When no further action was taken against the trees Overman regarded it as license to continue tending his trees as they grew.
New life emerged from the trees, new nubs that were placed lovingly in pots, as Overman's hands nurtured them. The trees in the dirt he tended as well, he said, keeping them clean and free of debris.
But there were other problems, according to the Housing Authority.
One neighbor complained that the trees darkened the area he had to walk through to get to his apartment.
A security camera, Castillo said, had its view obstructed. Although Overman kept his trees as clean as he could -- and there were no actual reports of vermin due to them -- the risk of rats was still high, according to Castillo.
Now, with the banana trees down, Overman realizes he has no legal recourse.
But Castillo maintains that there is one option. The Housing Authority has already supplied the banana man with pots big enough to hold his newer, smaller trees. There is not a problem, Castillo said, so long as they are kept on concrete areas, and once they outgrow the pots are moved to dirt somewhere other than on the Housing Authority property.
Overman has already advertised his small trees, for sale to the highest bidder, however.

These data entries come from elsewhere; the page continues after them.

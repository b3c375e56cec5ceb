//! KDL schema for the `.ditto.kdl` root marker file.
//!
//! This module provides:
//! - The `RootConfig` struct representing the marker file
//! - Serialization/deserialization to/from KDL format
//! - Validation of required fields

use kdl::{KdlDocument, KdlEntry, KdlNode, KdlValue};
use std::fs;
use std::path::Path;

use crate::{Error, Result};

/// Project root configuration stored in `.ditto.kdl`.
///
/// # KDL Schema
///
/// ```kdl
/// folder "issues"
/// username "jdoe"
/// name "Jane Doe"
/// email "jane@example.com"
/// // Optional: arbitrate pinned names for all copies of this project
/// is-master-name-server #true
/// master-name-server "central"
/// // Optional: per-command action log
/// action-log #true
/// action-log-path "~/ditto-actions.jsonl"
/// ```
#[derive(Debug, Clone, Default, PartialEq, Eq)]
pub struct RootConfig {
    /// Storage subfolder, relative to the project root
    pub folder: String,

    /// Short username of the acting user
    pub username: String,

    /// Full name of the acting user
    pub name: String,

    /// Email address of the acting user
    pub email: String,

    /// Whether this copy arbitrates master names
    pub is_master_name_server: bool,

    /// Identity recorded alongside every master name this copy grants
    pub master_name_server: Option<String>,

    /// Whether commands are recorded in the action log (default: true)
    pub action_log: Option<bool>,

    /// Custom action log location
    pub action_log_path: Option<String>,
}

impl RootConfig {
    /// Create a config for a regular (non-master) project copy.
    pub fn new(folder: &str, username: &str, name: &str, email: &str) -> Self {
        Self {
            folder: folder.to_string(),
            username: username.to_string(),
            name: name.to_string(),
            email: email.to_string(),
            ..Self::default()
        }
    }

    /// Identity string stamped on every attribute change.
    pub fn user_string(&self) -> String {
        format!("{} ({}) <{}>", self.username, self.name, self.email)
    }

    /// Whether the action log is enabled.
    pub fn action_log_enabled(&self) -> bool {
        self.action_log.unwrap_or(true)
    }

    /// Validate the config values.
    pub fn validate(&self) -> Result<()> {
        if self.folder.trim().is_empty() {
            return Err(Error::Config("folder must not be empty".to_string()));
        }
        if Path::new(&self.folder).is_absolute() {
            return Err(Error::Config(format!(
                "folder must be relative to the project root, got {}",
                self.folder
            )));
        }
        Ok(())
    }

    /// Parse config from a KDL document.
    pub fn from_kdl(doc: &KdlDocument) -> Result<Self> {
        let required = |key: &str| {
            string_value(doc, key)
                .ok_or_else(|| Error::Config(format!("missing required setting '{}'", key)))
        };

        let config = Self {
            folder: required("folder")?,
            username: required("username")?,
            name: required("name")?,
            email: required("email")?,
            is_master_name_server: bool_value(doc, "is-master-name-server").unwrap_or(false),
            master_name_server: string_value(doc, "master-name-server"),
            action_log: bool_value(doc, "action-log"),
            action_log_path: string_value(doc, "action-log-path"),
        };
        config.validate()?;
        Ok(config)
    }

    /// Convert config to a KDL document.
    pub fn to_kdl(&self) -> KdlDocument {
        let mut doc = KdlDocument::new();

        push_string(&mut doc, "folder", &self.folder);
        push_string(&mut doc, "username", &self.username);
        push_string(&mut doc, "name", &self.name);
        push_string(&mut doc, "email", &self.email);

        if self.is_master_name_server {
            push_bool(&mut doc, "is-master-name-server", true);
        }
        if let Some(ref server) = self.master_name_server {
            push_string(&mut doc, "master-name-server", server);
        }
        if let Some(enabled) = self.action_log {
            push_bool(&mut doc, "action-log", enabled);
        }
        if let Some(ref path) = self.action_log_path {
            push_string(&mut doc, "action-log-path", path);
        }

        doc.autoformat();
        doc
    }

    /// Load the config from a marker file.
    pub fn load(path: &Path) -> Result<Self> {
        let content = fs::read_to_string(path)?;
        let doc: KdlDocument = content
            .parse()
            .map_err(|e| Error::Config(format!("Failed to parse KDL in {}: {}", path.display(), e)))?;
        Self::from_kdl(&doc)
    }

    /// Write the config to a marker file.
    pub fn save(&self, path: &Path) -> Result<()> {
        fs::write(path, self.to_kdl().to_string())?;
        Ok(())
    }
}

fn string_value(doc: &KdlDocument, key: &str) -> Option<String> {
    doc.get(key)
        .and_then(|node| node.entries().first())
        .and_then(|entry| entry.value().as_string())
        .map(str::to_string)
}

fn bool_value(doc: &KdlDocument, key: &str) -> Option<bool> {
    doc.get(key)
        .and_then(|node| node.entries().first())
        .and_then(|entry| entry.value().as_bool())
}

fn push_string(doc: &mut KdlDocument, key: &str, value: &str) {
    let mut node = KdlNode::new(key);
    node.push(KdlEntry::new(KdlValue::String(value.to_string())));
    doc.nodes_mut().push(node);
}

fn push_bool(doc: &mut KdlDocument, key: &str, value: bool) {
    let mut node = KdlNode::new(key);
    node.push(KdlEntry::new(KdlValue::Bool(value)));
    doc.nodes_mut().push(node);
}
//! Integration tests for master name arbitration via CLI.

mod common;

use common::TestEnv;
use predicates::prelude::*;

#[test]
fn test_master_names_not_authorized() {
    let env = TestEnv::init();
    env.json(&["add", "Bug"]);

    env.ditto()
        .arg("master-names")
        .assert()
        .failure()
        .stderr(predicate::str::contains("Not authorized"));
    assert_eq!(env.json(&["show", "1"])["name"], "1");
}

#[test]
fn test_master_names_misconfigured() {
    let env = TestEnv::init();
    let marker = env.path().join(".ditto.kdl");
    let content = std::fs::read_to_string(&marker).unwrap();
    std::fs::write(&marker, format!("{}\nis-master-name-server #true\n", content)).unwrap();
    env.json(&["add", "Bug"]);

    env.ditto()
        .arg("master-names")
        .assert()
        .failure()
        .stderr(predicate::str::contains("Misconfigured"));
}

#[test]
fn test_master_names_granted_and_stable() {
    let env = TestEnv::init_master();
    env.ditto().args(["add-component", "backend"]).assert().success();
    env.json(&["add", "a", "-c", "backend"]);
    env.json(&["add", "b", "-c", "backend"]);

    let json = env.json(&["master-names"]);
    assert_eq!(json["server"], "central");
    let names: Vec<&str> = json["granted"]
        .as_array()
        .unwrap()
        .iter()
        .map(|g| g["name"].as_str().unwrap())
        .collect();
    assert_eq!(names, vec!["ditto2", "ditto3"]);

    // Pinned names win over local ones and survive a rerun
    assert_eq!(env.json(&["show", "ditto2"])["title"], "a");
    assert!(env.json(&["master-names"])["granted"].as_array().unwrap().is_empty());

    // A later issue keeps its local name until granted
    assert_eq!(env.json(&["add", "c", "-c", "backend"])["name"], "ba3");
    let json = env.json(&["master-names"]);
    assert_eq!(json["granted"][0]["name"], "ditto4");
}

#[test]
fn test_master_names_human() {
    let env = TestEnv::init_master();
    env.json(&["add", "a"]);

    env.ditto()
        .args(["master-names", "-H"])
        .assert()
        .success()
        .stdout(predicate::str::contains("Granted 1 name(s) from central"));
}

#[test]
fn test_master_name_recorded_in_history() {
    let env = TestEnv::init_master();
    env.json(&["add", "a"]);
    env.json(&["master-names"]);

    let shown = env.json(&["show", "ditto1"]);
    let keys: Vec<&str> = shown["history"]
        .as_array()
        .unwrap()
        .iter()
        .map(|r| r["key"].as_str().unwrap())
        .collect();
    assert!(keys.contains(&"master_name"));
    assert!(keys.contains(&"master_name_server"));
}

fn listed_names(env: &TestEnv) -> Vec<String> {
    env.json(&["list"])["issues"]
        .as_array()
        .unwrap()
        .iter()
        .map(|i| i["name"].as_str().unwrap().to_string())
        .collect()
}

#[test]
fn test_set_cannot_overwrite_master_name() {
    let env = TestEnv::init_master();
    env.json(&["add", "a"]);
    env.json(&["add", "b"]);
    let granted = env.json(&["master-names"]);
    let guid = granted["granted"][0]["guid"].as_str().unwrap().to_string();
    let record = env.storage_path().join(format!("issue-{}.json", guid));
    let before = std::fs::read_to_string(&record).unwrap();

    env.ditto()
        .args(["set", "ditto2", "master_name", "ditto3"])
        .assert()
        .failure()
        .stderr(predicate::str::contains("Invalid input"));
    env.ditto()
        .args(["set", "ditto2", "master_name_server", "elsewhere"])
        .assert()
        .failure();

    assert_eq!(std::fs::read_to_string(&record).unwrap(), before);
    assert_eq!(listed_names(&env), vec!["ditto2", "ditto3"]);
}

#[test]
fn test_set_cannot_claim_taken_master_name() {
    let env = TestEnv::init_master();
    env.json(&["add", "a"]);
    env.json(&["master-names"]);
    env.json(&["add", "b"]);

    env.ditto()
        .args(["set", "2", "master_name", "ditto1"])
        .assert()
        .failure();

    let names = listed_names(&env);
    assert_eq!(names, vec!["ditto1", "2"]);
    let unique: std::collections::BTreeSet<&String> = names.iter().collect();
    assert_eq!(unique.len(), names.len());
}
//! CLI argument definitions for ditto.

use clap::{Parser, Subcommand, ValueEnum};
use serde::Serialize;

/// Ditto - A file-backed issue and release tracker.
///
/// Start with `ditto init` in the project root, then `ditto add` to file issues.
#[derive(Parser, Debug)]
#[command(name = "ditto")]
#[command(author, version, about = "Track issues and releases in plain JSON files", long_about = None)]
#[command(long_version = concat!(
    env!("CARGO_PKG_VERSION"),
    " (commit ",
    env!("DITTO_GIT_COMMIT"),
    ", built ",
    env!("DITTO_BUILD_TIMESTAMP"),
    ")"
))]
pub struct Cli {
    /// Output in human-readable format instead of JSON
    #[arg(short = 'H', long = "human", global = true)]
    pub human_readable: bool,

    /// Use <path> as the project root instead of searching upward from the
    /// current directory. The path must contain the `.ditto.kdl` marker.
    /// Can also be set via DITTO_ROOT environment variable.
    #[arg(short = 'C', long = "root", global = true, env = "DITTO_ROOT")]
    pub root: Option<std::path::PathBuf>,

    #[command(subcommand)]
    pub command: Commands,
}

/// Which issues `list` shows.
#[derive(Debug, Clone, Copy, Default, PartialEq, Eq, ValueEnum, Serialize)]
#[serde(rename_all = "lowercase")]
pub enum ListFilter {
    /// Every issue
    #[default]
    #[value(alias = "a")]
    All,
    /// Open issues only
    #[value(alias = "o")]
    Open,
    /// Closed issues only
    #[value(alias = "c")]
    Closed,
}

/// Top-level commands
#[derive(Subcommand, Debug, Serialize)]
#[serde(untagged)]
pub enum Commands {
    /// Create a project in the current directory (or --root)
    Init {
        /// Project name
        project_name: String,

        /// Storage subfolder for the record files
        #[arg(long, default_value = "issues")]
        folder: String,

        /// Your short username
        #[arg(long, env = "DITTO_USERNAME")]
        username: String,

        /// Your full name
        #[arg(long = "full-name", env = "DITTO_NAME")]
        full_name: String,

        /// Your email address
        #[arg(long, env = "DITTO_EMAIL")]
        email: String,

        /// Make this copy the master name server, identified as <ID>
        #[arg(long = "master-name-server", value_name = "ID")]
        master_name_server: Option<String>,
    },

    /// File a new issue
    Add {
        /// Issue title
        title: String,

        /// Issue description
        #[arg(short, long)]
        description: Option<String>,

        /// Estimated hours
        #[arg(short, long)]
        estimate: Option<String>,

        /// Component (must already exist)
        #[arg(short, long)]
        component: Option<String>,

        /// Release (partial names allowed)
        #[arg(short, long)]
        release: Option<String>,

        /// Owner
        #[arg(short, long)]
        owner: Option<String>,
    },

    /// Delete an issue and its history
    Remove {
        /// Issue name (e.g., ba1, ditto12)
        name: String,
    },

    /// Close an issue, optionally recording the time spent
    Close {
        /// Issue name
        name: String,

        /// Actual time spent, as hours (2.5) or H:MM (2:30)
        #[arg(short, long)]
        actual: Option<String>,
    },

    /// Reopen a closed issue
    Open {
        /// Issue name
        name: String,
    },

    /// Set an issue's estimate
    Estimate {
        /// Issue name
        name: String,

        /// Estimated hours
        estimate: String,
    },

    /// Set an issue's owner
    Own {
        /// Issue name
        name: String,

        /// New owner
        owner: String,
    },

    /// Set any issue attribute
    Set {
        /// Issue name
        name: String,

        /// Attribute key (e.g., title, description, component)
        key: String,

        /// New value
        value: String,
    },

    /// Assign an issue to a release, or unassign it
    AssignRelease {
        /// Issue name
        name: String,

        /// Release (partial names allowed); omit to unassign
        #[arg(default_value = "")]
        release: String,
    },

    /// Show an issue with its full change history
    Show {
        /// Issue name
        name: String,
    },

    /// List issues
    List {
        /// Which issues to show (all, open, closed)
        #[arg(short, long, value_enum, default_value_t = ListFilter::All)]
        filter: ListFilter,

        /// Only issues in this release (partial names allowed; "" for unassigned)
        #[arg(short, long)]
        release: Option<String>,
    },

    /// Add a component
    AddComponent {
        /// Component name
        name: String,
    },

    /// List components
    Components,

    /// Add a release
    AddRelease {
        /// Release name
        name: String,

        /// Release description
        #[arg(short, long, default_value = "")]
        description: String,
    },

    /// Delete a release (its issues become unassigned)
    RemoveRelease {
        /// Release name (partial names allowed)
        name: String,
    },

    /// List releases with their statistics
    Releases,

    /// Summarize a release: issues, statistics, per-owner breakdown
    ReleaseSummary {
        /// Release name (partial names allowed); omit for unassigned issues
        #[arg(default_value = "")]
        release: String,
    },

    /// Grant permanent master names (master name server only)
    MasterNames,
}

impl Commands {
    /// Command name as used in the action log.
    pub fn name(&self) -> &'static str {
        match self {
            Commands::Init { .. } => "init",
            Commands::Add { .. } => "add",
            Commands::Remove { .. } => "remove",
            Commands::Close { .. } => "close",
            Commands::Open { .. } => "open",
            Commands::Estimate { .. } => "estimate",
            Commands::Own { .. } => "own",
            Commands::Set { .. } => "set",
            Commands::AssignRelease { .. } => "assign-release",
            Commands::Show { .. } => "show",
            Commands::List { .. } => "list",
            Commands::AddComponent { .. } => "add-component",
            Commands::Components => "components",
            Commands::AddRelease { .. } => "add-release",
            Commands::RemoveRelease { .. } => "remove-release",
            Commands::Releases => "releases",
            Commands::ReleaseSummary { .. } => "release-summary",
            Commands::MasterNames => "master-names",
        }
    }

    /// Command arguments as JSON, for the action log.
    pub fn args(&self) -> serde_json::Value {
        match serde_json::to_value(self) {
            Ok(serde_json::Value::Null) | Err(_) => serde_json::json!({}),
            Ok(value) => value,
        }
    }
}
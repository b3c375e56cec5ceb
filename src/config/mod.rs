//! Root configuration for ditto projects.
//!
//! A project is identified by the `.ditto.kdl` marker file at its root. The
//! marker names the storage subfolder and the identity of the acting user:
//!
//! - `folder` - Storage subfolder holding `project.json` and the record files
//! - `username`, `name`, `email` - Stamped on every issue attribute change
//! - `is-master-name-server`, `master-name-server` - Master naming mode
//! - `action-log`, `action-log-path` - Per-command action log
//!
//! ## Precedence
//!
//! The project root is taken from `--root` > `DITTO_ROOT` > the nearest
//! ancestor of the working directory containing the marker file.

pub mod schema;

pub use schema::RootConfig;

/// File name of the root marker.
pub const CONFIG_FILE: &str = ".ditto.kdl";
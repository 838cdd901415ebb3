use anchor_lang::prelude::*;

use crate::state::{Raffle, Vault};

/// Result of an eligibility query, returned through Anchor return data.
/// `perform_data` is always empty; the slot exists for interface symmetry
/// with automation callers that expect an opaque payload next to the flag.
#[derive(AnchorSerialize, AnchorDeserialize, Clone, Debug)]
pub struct UpkeepStatus {
    pub upkeep_needed: bool,
    pub perform_data: Vec<u8>,
}

/// Read-only eligibility query: reports whether a draw can be triggered
/// right now. Mutates nothing and is callable in any state; while a draw
/// is in flight it simply reports false.
///
/// A draw is eligible when all four conditions hold:
/// 1. The raffle is open
/// 2. The draw interval has elapsed since the last reset
/// 3. The pool holds a nonzero balance
/// 4. At least one player is entered
pub fn check_upkeep(ctx: Context<CheckUpkeep>) -> Result<UpkeepStatus> {
    let now = Clock::get()?.unix_timestamp;
    let pool_balance = Vault::pool_balance(&ctx.accounts.vault.to_account_info())?;

    Ok(UpkeepStatus {
        upkeep_needed: ctx.accounts.raffle.upkeep_needed(now, pool_balance),
        perform_data: Vec::new(),
    })
}

/// Accounts required for the check_upkeep instruction
#[derive(Accounts)]
pub struct CheckUpkeep<'info> {
    #[account(
        seeds = [b"raffle"],
        bump = raffle.bump,
    )]
    pub raffle: Account<'info, Raffle>,

    /// Vault holding the pool; read only to measure the balance
    #[account(
        seeds = [
            b"vault",
            raffle.key().as_ref(),
        ],
        bump = vault.bump,
    )]
    pub vault: Account<'info, Vault>,
}
pub use check_upkeep::*;
pub use enter_raffle::*;
pub use fulfill_random_words::*;
pub use initialize_raffle::*;
pub use perform_upkeep::*;

pub mod check_upkeep;
pub mod enter_raffle;
pub mod fulfill_random_words;
pub mod initialize_raffle;
pub mod perform_upkeep;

"I don't want to get in any trouble," he said.
.
This is in a town overrun with wild chickens. I’ve been past that housing project many a time and the last thing they need to worry about there is a few banana trees.
What is the past tense of “banana?”
BENINHER
I think the state of his hands are to give him the right to do as he pleases. You have a right to a risk free life, with 100% self esteem, and to do whatever makes you feel good. If not, call a lawyer and sue.
I know I won’t feel safe here in Virginia until those banana trees are gone.
You should sue someone for sure.
So I guess he has to tell them...'Yes, we have no bananaaaas...'
*chortle* *snort*
Housing Authority Director Manuel Castillo .....
Govt Thug.
Vote this used plastic trash bag out of office.
.
Yep. I do. The clear message is that one neighbor is afraid of the dark, and one tree obscured a security camera, or at least those were the big excuses.
Can't grow food on public dirt, unless you are an approved person who is a member of an approved group in an approved inner city or something, and someone is milking the grant money.
If the guy had been selling the bananas....but no, he gave them away.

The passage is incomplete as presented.